Now there's a nice word! It most adequately describes my emotional state at this particular time in my life. I'm a pastor. I've been involved in ministry since I was sixteen. This is what I've always wanted to be, with the exception of the year or two that I thought being a heart surgeon or a teacher would be interesting. At any rate, here I am at thirty-three, still single and thinking that I would like to go back to being a church member and nothing more. The logical reasons are numerous and quite convincing:
* I could do so much more for the advancement of the Church if I could earn money and contribute to the various needs and projects that present themselves.
* I'd make an outstanding church member, since I've been a pastor and have known both sides of the Bible stand.
* Since the title "pastor" seems to put people on their guard (or least seems to put one in category all his own), being a "member" would make me more effective in personal evangelism.
* These days, people just don't respect or follow the advice of their spiritual leaders. So, why bother trying to tell people things they already know and that they are not interested in doing anyway?

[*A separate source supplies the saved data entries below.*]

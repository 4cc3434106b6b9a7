use crate::web::{HttpError, fetch};
use campus_shared::client::{CampusClient, HttpRequest, HttpResponse, Transport};
use campus_shared::{ApiError, ApiResult};

/// 基于浏览器 fetch 的传输层
#[derive(Debug, Clone, Copy, Default, PartialEq)]
pub struct FetchTransport;

#[async_trait::async_trait(?Send)]
impl Transport for FetchTransport {
    async fn send(&self, req: HttpRequest) -> ApiResult<HttpResponse> {
        Ok(fetch(&req).await?)
    }
}

impl From<HttpError> for ApiError {
    fn from(e: HttpError) -> Self {
        match e {
            HttpError::ResponseParseFailed(msg) => ApiError::Decode(msg),
            other => ApiError::Network(other.to_string()),
        }
    }
}

pub type CampusApi = CampusClient<FetchTransport>;
#[cfg(test)]
mod tests {
    use super::*;
    use serde_json::json;

    #[test]
    fn test_rest_bean_success_decodes_data() {
        let bean: RestBean = serde_json::from_value(json!({
            "id": 1, "code": 200, "data": [{"id": 1, "name": "日常"}], "message": "请求成功"
        }))
        .unwrap();
        let categories: Vec<Category> = bean.into_result().unwrap();
        assert_eq!(categories[0].name, "日常");
    }

    #[test]
    fn test_rest_bean_void_accepts_null_data() {
        let bean: RestBean = serde_json::from_value(json!({"code": 200, "data": null})).unwrap();
        let unit: () = bean.into_result().unwrap();
        assert_eq!(unit, ());
    }

    #[test]
    fn test_rest_bean_error_codes() {
        let unauthorized = RestBean::failure(401, "请先登录").into_result::<()>();
        assert_eq!(unauthorized, Err(ApiError::Unauthorized("请先登录".into())));

        let forbidden = RestBean::failure(403, "此账户已被封禁").into_result::<()>();
        assert_eq!(forbidden, Err(ApiError::Forbidden("此账户已被封禁".into())));

        let rejected = RestBean::failure(400, "参数错误").into_result::<()>();
        assert_eq!(
            rejected,
            Err(ApiError::Rejected {
                code: 400,
                message: "参数错误".into()
            })
        );
    }

    #[test]
    fn test_login_is_form_encoded() {
        let req = LoginRequest {
            username: "a b".into(),
            password: "p&w=1".into(),
            remember: true,
        };
        let body = req.body().unwrap();
        assert_eq!(body.content_type(), Some("application/x-www-form-urlencoded"));
        assert_eq!(
            body.into_string().as_deref(),
            Some("username=a%20b&password=p%26w%3D1&remember=true")
        );
        assert_eq!(LoginRequest::METHOD, HttpMethod::Post);
    }

    #[test]
    fn test_lost_found_query_only_sends_set_filters() {
        assert_eq!(LostFoundQuery::default().path(), "/api/lost-found/list");

        let query = LostFoundQuery {
            location: Some("图书馆".into()),
            start_time: NaiveDate::from_ymd_opt(2024, 1, 5),
            end_time: None,
            status: Some(LostFoundStatus::Searching),
        };
        assert_eq!(
            query.path(),
            "/api/lost-found/list?location=%E5%9B%BE%E4%B9%A6%E9%A6%86&startTime=2024-01-05&status=0"
        );

        let empty_location = LostFoundQuery {
            location: Some(String::new()),
            ..LostFoundQuery::default()
        };
        assert_eq!(empty_location.path(), "/api/lost-found/list");
    }

    #[test]
    fn test_path_shapes() {
        assert_eq!(ListActivitiesRequest::default().path(), "/api/activity/list");
        assert_eq!(
            ListActivitiesRequest {
                status: Some(ActivityStatus::Finished)
            }
            .path(),
            "/api/activity/list/2"
        );
        assert_eq!(
            DeleteActivityRequest { id: 5 }.path(),
            "/api/admin/activity/5/delete"
        );
        assert_eq!(
            ListLoveWallRequest {
                filter: LoveWallFilter::AgeRange { min: 18, max: 22 }
            }
            .path(),
            "/api/love-wall/list/age?minAge=18&maxAge=22"
        );
        assert_eq!(
            ReviewLoveWallRequest {
                id: 3,
                status: ReviewStatus::Rejected
            }
            .path(),
            "/api/admin/love-wall/approve/3?status=2"
        );
        assert_eq!(
            RecentStatisticsRequest::default().path(),
            "/api/statistics/recent?days=7"
        );
    }

    #[test]
    fn test_status_body() {
        let req = ActivityStatusRequest {
            id: 1,
            status: ActivityStatus::Cancelled,
        };
        assert_eq!(req.body().unwrap(), RequestBody::Json(json!({"status": 3})));
    }
}
//! 会话模块
//!
//! 把 `campus_shared::Session` 包装为响应式上下文，负责：
//! - 登录 / 注销 / 启动时恢复
//! - 访问令牌的持久化（记住我 -> localStorage，否则 sessionStorage）
//! - 任意请求返回 401 时强制注销
//!
//! 路由服务只通过 `access_signal` 观察会话，不直接依赖本模块。

use crate::api::{CampusApi, FetchTransport};
use crate::config::AppConfig;
use crate::web::Storage;
use campus_shared::protocol::{
    AccountInfoRequest, ApiRequest, ListCategoriesRequest, LoginRequest, LogoutRequest,
    RecordVisitRequest,
};
use campus_shared::route::Access;
use campus_shared::{ApiResult, AuthorizeInfo, Session, User};
use chrono::{DateTime, Utc};
use leptos::logging;
use leptos::prelude::*;
use leptos::task::spawn_local;

pub const STORAGE_AUTHORIZE_KEY: &str = "authorize";

/// 会话上下文
#[derive(Clone, Copy)]
pub struct SessionContext {
    /// 会话状态（只读）
    pub state: ReadSignal<Session>,
    set_state: WriteSignal<Session>,
    token: RwSignal<Option<String>>,
    config: StoredValue<AppConfig>,
    visit_recorded: StoredValue<bool>,
}

impl SessionContext {
    pub fn new(config: AppConfig) -> Self {
        let (state, set_state) = signal(Session::new());
        Self {
            state,
            set_state,
            token: RwSignal::new(None),
            config: StoredValue::new(config),
            visit_recorded: StoredValue::new(false),
        }
    }

    /// 注入路由服务的访问谓词
    pub fn access_signal(&self) -> Signal<Access> {
        let state = self.state;
        Signal::derive(move || state.with(Access::of))
    }

    pub fn is_admin(&self) -> bool {
        self.state.with(Session::is_admin)
    }

    pub fn avatar_url(&self) -> String {
        let api_base = self.config.with_value(|c| c.api_base.clone());
        self.state.with(|s| s.avatar_url(&api_base))
    }

    pub fn image_url(&self, path: &str) -> String {
        self.config.with_value(|c| c.image_url(path))
    }

    /// 当前令牌下的 API 客户端
    pub fn api(&self) -> CampusApi {
        let base = self.config.with_value(|c| c.api_base.clone());
        CampusApi::new(FetchTransport, &base).with_token(self.token.get_untracked())
    }

    /// 调用接口；登录失效时顺带清空会话
    pub async fn call<R: ApiRequest>(self, req: &R) -> ApiResult<R::Response> {
        let result = self.api().call(req).await;
        if let Err(e) = &result {
            if e.is_unauthorized() {
                self.force_logout();
            } else {
                logging::warn!("[Session] Request {} failed: {}", req.path(), e);
            }
        }
        result
    }

    fn force_logout(&self) {
        if self.state.with_untracked(Session::is_unauthorized) {
            return;
        }
        logging::warn!("[Session] Token rejected by server, clearing session.");
        self.reset();
    }

    fn reset(&self) {
        forget_authorize();
        self.token.set(None);
        self.set_state.update(Session::clear);
    }

    fn apply_authorize(&self, info: &AuthorizeInfo) {
        self.token.set(Some(info.token.clone()));
        self.set_state
            .update(|s| s.set_user(User::from_authorize(info)));
    }
}

/// 从 Context 获取会话上下文
pub fn use_session() -> SessionContext {
    use_context::<SessionContext>().expect("SessionContext should be provided")
}

// =========================================================
// 令牌持久化
// =========================================================

/// 解析存储的授权记录，损坏或已过期时返回 `None`
fn parse_authorize(raw: &str, now: DateTime<Utc>) -> Option<AuthorizeInfo> {
    let info: AuthorizeInfo = serde_json::from_str(raw).ok()?;
    (info.expire > now && !info.token.is_empty()).then_some(info)
}

fn store_authorize(info: &AuthorizeInfo, remember: bool) {
    let Ok(raw) = serde_json::to_string(info) else {
        return;
    };
    let area = if remember {
        Storage::Local
    } else {
        Storage::Session
    };
    area.set(STORAGE_AUTHORIZE_KEY, &raw);
}

fn forget_authorize() {
    Storage::Local.delete(STORAGE_AUTHORIZE_KEY);
    Storage::Session.delete(STORAGE_AUTHORIZE_KEY);
}

fn load_authorize() -> Option<AuthorizeInfo> {
    let now = Utc::now();
    for area in [Storage::Local, Storage::Session] {
        if let Some(raw) = area.get(STORAGE_AUTHORIZE_KEY) {
            match parse_authorize(&raw, now) {
                Some(info) => return Some(info),
                None => {
                    logging::log!("[Session] Dropping expired or corrupt authorize record.");
                    area.delete(STORAGE_AUTHORIZE_KEY);
                }
            }
        }
    }
    None
}

// =========================================================
// 会话流程
// =========================================================

/// 初始化会话
///
/// 同步恢复存储的授权记录（路由首次守卫前完成），随后异步补全账户详情。
/// 每次进入已登录状态时加载一次分类，并在本次启动中记录一次访问。
pub fn init_session(ctx: &SessionContext) {
    if let Some(info) = load_authorize() {
        logging::log!("[Session] Restored session for {}.", info.username);
        ctx.apply_authorize(&info);
        let ctx = *ctx;
        spawn_local(async move { refresh_account(ctx).await });
    }

    let ctx = *ctx;
    Effect::new(move |_| {
        let unauthorized = ctx.state.with(Session::is_unauthorized);
        if unauthorized {
            return;
        }
        if ctx.state.with_untracked(|s| s.categories().is_empty()) {
            spawn_local(async move { load_categories(ctx).await });
        }
        if !ctx.visit_recorded.get_value() {
            ctx.visit_recorded.set_value(true);
            spawn_local(async move {
                let _ = ctx.call(&RecordVisitRequest).await;
            });
        }
    });
}

/// 登录
///
/// 仅在后端确认成功后才写入会话，路由服务随之把用户从登录区带到主应用。
pub async fn login(
    ctx: &SessionContext,
    username: String,
    password: String,
    remember: bool,
) -> ApiResult<()> {
    let req = LoginRequest {
        username,
        password,
        remember,
    };
    let info = ctx.api().call(&req).await?;

    logging::log!("[Session] Logged in as {} ({}).", info.username, info.role);
    store_authorize(&info, remember);
    ctx.apply_authorize(&info);

    let ctx = *ctx;
    spawn_local(async move { refresh_account(ctx).await });
    Ok(())
}

/// 注销
///
/// 无论后端是否响应成功都清空本地会话；导航由路由服务自动处理。
pub async fn logout(ctx: &SessionContext) {
    if let Err(e) = ctx.api().call(&LogoutRequest).await {
        logging::warn!("[Session] Logout request failed: {}", e);
    }
    ctx.reset();
    logging::log!("[Session] Logged out.");
}

/// 用 `/api/user/info` 补全邮箱、头像等信息
pub async fn refresh_account(ctx: SessionContext) {
    if let Ok(account) = ctx.call(&AccountInfoRequest).await {
        ctx.set_state.update(|s| {
            let user = s.user().clone().with_account(account);
            s.set_user(user);
        });
    }
}

pub async fn load_categories(ctx: SessionContext) {
    if let Ok(categories) = ctx.call(&ListCategoriesRequest).await {
        ctx.set_state.update(|s| s.set_categories(categories));
    }
}

#[cfg(test)]
mod tests {
    use super::*;
    use chrono::Duration;

    fn record(expire: DateTime<Utc>, token: &str) -> String {
        serde_json::to_string(&AuthorizeInfo {
            id: 4,
            username: "alice".into(),
            role: "user".into(),
            token: token.into(),
            expire,
        })
        .unwrap()
    }

    #[test]
    fn test_parse_authorize_accepts_live_record() {
        let now = Utc::now();
        let info = parse_authorize(&record(now + Duration::days(1), "tok"), now).unwrap();
        assert_eq!(info.id, 4);
        assert_eq!(info.token, "tok");
    }

    #[test]
    fn test_parse_authorize_rejects_stale_or_broken() {
        let now = Utc::now();
        assert!(parse_authorize(&record(now - Duration::seconds(1), "tok"), now).is_none());
        assert!(parse_authorize(&record(now + Duration::days(1), ""), now).is_none());
        assert!(parse_authorize("{not json", now).is_none());
    }
}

I could go on and on, but I won't. All of these and other thoughts crowd my mind at times and often push me to the verge of making a hasty decision regarding my life work and "mission". Fortunately, these impulses are balanced by the memories of distinct moments in my life when I knew that this is my purpose in life and fulfilling it brings me more joy and satisfaction anything else could. These doubts are also assuaged by the realization that, despite the sometimes discouraging obstacles and setbacks, by the grace of God, I'm pulling it off. Our church is growing and lives are being changed by the power of the gospel. Although I am not entirely responsible for all of it, I have played my part. And I'm sure there are effects and results of which I still have not been made aware.
So, today we take the kiddies to the zoo, tomorrow, the youth to the lake and Wednesday we're back in church for another worship service and teaching. Thursday we have prayer in someone's home, Friday, a youth activity at the church and Saturday and Sunday, worship services and Sunday School. My life is full and I'm content. All this other stuff is just the vicissitudes of having taken the "road less traveled".